April 14, 2014
For background on this distillery, see this post about my visit.
Lost Spirits, the brainchild of “mad chemist” Bryan Davis, is churning out some new releases after the tragic planned demolition of his eccentric wooden still. Thanks to the kindness of Bryan and Joanne, I was able to sample one of the new efforts: Umami.
Umami is the Japanese term for the ‘fifth’ flavor detectable by human taste receptors (the others being sweet, salty, sour, and bitter). It specifically refers to a class of chemicals known as glutamates, which includes the semi-infamous food additive monosodium glutamate or MSG. These compounds which are prevalent in foods such as soy sauce, tomatoes, seaweed, aged cheeses, and fish, are often described as ‘savory’ or ‘meaty’.
Lost Spirits’ Umami is one of several projects that has resulted from Bryan experimenting with the use of Pacific Ocean water in fermentation. He says (and I don’t even pretend to understand the biochemical interactions at play here) that “…salt changes cell wall structures in yeast, changes the life cycle, changes the budding. Also changes all boiling points, completely alters the entire process.” I can just picture Bryan rubbing his hands together and yelling “It’s Alive!” If you’re curious about salt’s effects on distillation, here’s a good explanation, and also a good read on Umami.

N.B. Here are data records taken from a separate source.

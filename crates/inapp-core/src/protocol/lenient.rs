//! Lenient single-field readers.
//!
//! Producers are not strict about JSON types (numbers arrive as strings,
//! booleans as `"true"`), so every reader coerces the obvious cases and maps
//! everything else to `None`. Defaults are applied by the caller.

use serde_json::{Map, Value};

use super::keys;

/// Read a string field. Numbers and booleans are stringified; `null`,
/// arrays, and objects are treated as absent.
pub fn opt_string(obj: &Map<String, Value>, key: &str) -> Option<String> {
    match obj.get(key)? {
        Value::String(s) => Some(s.clone()),
        Value::Number(n) => Some(n.to_string()),
        Value::Bool(b) => Some(b.to_string()),
        _ => None,
    }
}

/// Read an integer field. Floats are truncated; numeric strings are parsed.
pub fn opt_i64(obj: &Map<String, Value>, key: &str) -> Option<i64> {
    match obj.get(key)? {
        Value::Number(n) => n.as_i64().or_else(|| n.as_f64().and_then(truncate)),
        Value::String(s) => {
            let s = s.trim();
            s.parse::<i64>()
                .ok()
                .or_else(|| s.parse::<f64>().ok().and_then(truncate))
        }
        _ => None,
    }
}

/// Same as [`opt_i64`], narrowed to `i32` (out-of-range values are absent).
pub fn opt_i32(obj: &Map<String, Value>, key: &str) -> Option<i32> {
    opt_i64(obj, key).and_then(|v| i32::try_from(v).ok())
}

/// Read a floating point field; numeric strings are parsed.
pub fn opt_f64(obj: &Map<String, Value>, key: &str) -> Option<f64> {
    match obj.get(key)? {
        Value::Number(n) => n.as_f64(),
        Value::String(s) => s.trim().parse::<f64>().ok(),
        _ => None,
    }
}

/// Read a boolean field; `"true"` / `"false"` strings are accepted in any case.
pub fn opt_bool(obj: &Map<String, Value>, key: &str) -> Option<bool> {
    match obj.get(key)? {
        Value::Bool(b) => Some(*b),
        Value::String(s) if s.eq_ignore_ascii_case("true") => Some(true),
        Value::String(s) if s.eq_ignore_ascii_case("false") => Some(false),
        _ => None,
    }
}

/// Read a nested object. Any other JSON type is absent.
pub fn opt_object<'a>(obj: &'a Map<String, Value>, key: &str) -> Option<&'a Map<String, Value>> {
    obj.get(key).and_then(Value::as_object)
}

/// Custom payload fallback chain: message-level `customPayload`, then the
/// legacy `payload` under content, then an empty map.
pub fn custom_payload(
    message: &Map<String, Value>,
    content: &Map<String, Value>,
) -> Map<String, Value> {
    opt_object(message, keys::CUSTOM_PAYLOAD)
        .or_else(|| opt_object(content, keys::LEGACY_PAYLOAD))
        .cloned()
        .unwrap_or_default()
}

/// Epoch-millis timestamp; `0` is the wire sentinel for "not set".
pub fn opt_timestamp_millis(obj: &Map<String, Value>, key: &str) -> Option<i64> {
    opt_i64(obj, key).filter(|ms| *ms != 0)
}

/// Background alpha, accepting the legacy field name; defaults to `0`.
pub fn background_alpha(content: &Map<String, Value>) -> f64 {
    opt_f64(content, keys::BACKGROUND_ALPHA)
        .or_else(|| opt_f64(content, keys::LEGACY_BACKGROUND_ALPHA))
        .unwrap_or(0.0)
}

fn truncate(f: f64) -> Option<i64> {
    if f.is_finite() && f >= i64::MIN as f64 && f <= i64::MAX as f64 {
        Some(f.trunc() as i64)
    } else {
        None
    }
}
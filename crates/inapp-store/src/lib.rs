//! In-app message store library entry.
//!
//! This crate wires the core message model to a concrete store: strict YAML
//! config, sync ingestion, html body resolution, and snapshot persistence. It
//! is consumed by the binary (`main.rs`) and by integration tests.

pub mod config;
pub mod store;

pub use config::StoreConfig;
pub use store::{HtmlBodies, MessageStore, SyncReport};
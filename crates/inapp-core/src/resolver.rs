//! Lazy html body lookup.

/// Supplies a message's html body when the wire payload did not inline it.
///
/// Implementations may block (disk, network). Messages hold resolvers through
/// a `Weak`, so the owner of the resolver decides its lifetime.
pub trait ContentResolver: Send + Sync {
    /// Html body for `message_id`, or `None` when the resolver has none.
    fn get_html(&self, message_id: &str) -> Option<String>;
}
//! Store config loader (strict parsing).

pub mod schema;

use std::fs;

use inapp_core::error::{InAppError, Result};

pub use schema::{StorageSection, StoreConfig, SyncSection};

pub fn load_from_file(path: &str) -> Result<StoreConfig> {
    let s = fs::read_to_string(path)
        .map_err(|e| InAppError::Io(format!("read config failed: {e}")))?;
    load_from_str(&s)
}

pub fn load_from_str(s: &str) -> Result<StoreConfig> {
    let cfg: StoreConfig = serde_yaml::from_str(s)
        .map_err(|e| InAppError::Malformed(format!("invalid yaml: {e}")))?;
    cfg.validate()?;
    Ok(cfg)
}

Despite the use of Pacific Ocean seawater in early trials, the actual retail production of Umami uses a sea-salt-and-water brine, not actual (read: teeming with unpredictable life) seawater. Umami is distilled from a mash of domestic malted barley, which Bryan smoked in his homemade smoker with Canadian peat, and fermented with the aforementioned brine. The distillate is then aged in refill French Oak casks that Bryan seasoned with sherry (something he’s done before with previous releases) for “under 4 years” (legalese for he’s not telling how long), and bottled at 59% ABV without coloration or chill filtration.
Note that this malt whisky is a small-batch combination of distillate from both Lost Spirits’ ill-fated wooden pot still, and their new tiny copper pot still.
Nose: Maybe it’s the octopus on the label, but my senses are screaming ‘ocean’ – particularly brine and a dense, meaty seaweed. This isn’t just crispy nori, this is dripping, seawater-soaked seaweed with little pods hanging off of it. While the primary sensation is of tidepools and the feeling of ocean water in your sinuses, there are other layers – a figgy, raspberry jam element, salted caramel, smoked roe, and a core of white miso. This isn’t named Umami for nothing.
Palate: After a delayed (and intense) tongue burn, the peat really shines through. Driftwood bonfires and clambakes, with a lot of hay and bracken.
Finish: Long. Really long. Some of the sweet notes from the nose return here, along with jalapeno jelly, nutmeg, smoked salt, and a mouth-drying dose of oak tannin. There is, mercifully, no bitterness to speak of. Fades (after a good long while) with dusty dry spices and a touch of creosote.
With Water: A generous dose of water reveals much more peat smoke in the aroma, but seems to smash together all of the ‘layers’ into a bit of a muddle. It makes the tongue burn far easier to handle, though, and brings out a little more caramel sweetness, and maybe some taffy. I suggest giving this a good deep contemplation with your nose before proofing it down.
Overall: This certainly has the hallmarks of Bryan Davis’s work – funky and offbeat, its flavor pairings are just as unlikely (and just as successful) as salt with caramel and bacon with maple syrup. There’s also a bit more refinement here – a step back and an attention to detail that makes Umami, while still challenging, not nearly as wild-eyed and eccentric as previous releases.
You might wonder about the ‘Recommended’ score, below. Lost Spirits is not widely-distributed, so I can’t really call it a “Must Try” – but if you’ve become bored with single-cask peated scotch and want to experience something truly new and different in whisky, this (or any Lost Spirits malt whisky) is a ‘Must Try’ for you. Also, a craft cask-strength whisky with this much depth for $60 is a steal.
I would be remiss if I didn’t emphasize that all of Lost Spirits’ whiskies (and this one is no exception) are very challenging, and not for the unadventurous drinker. If you aren’t fully familiar with cask-strength peated whiskies (such as Laphroaig or Ardbeg), you should really start there before taking these on. Even then, you may need to spend several sessions figuring out all of the craziness within.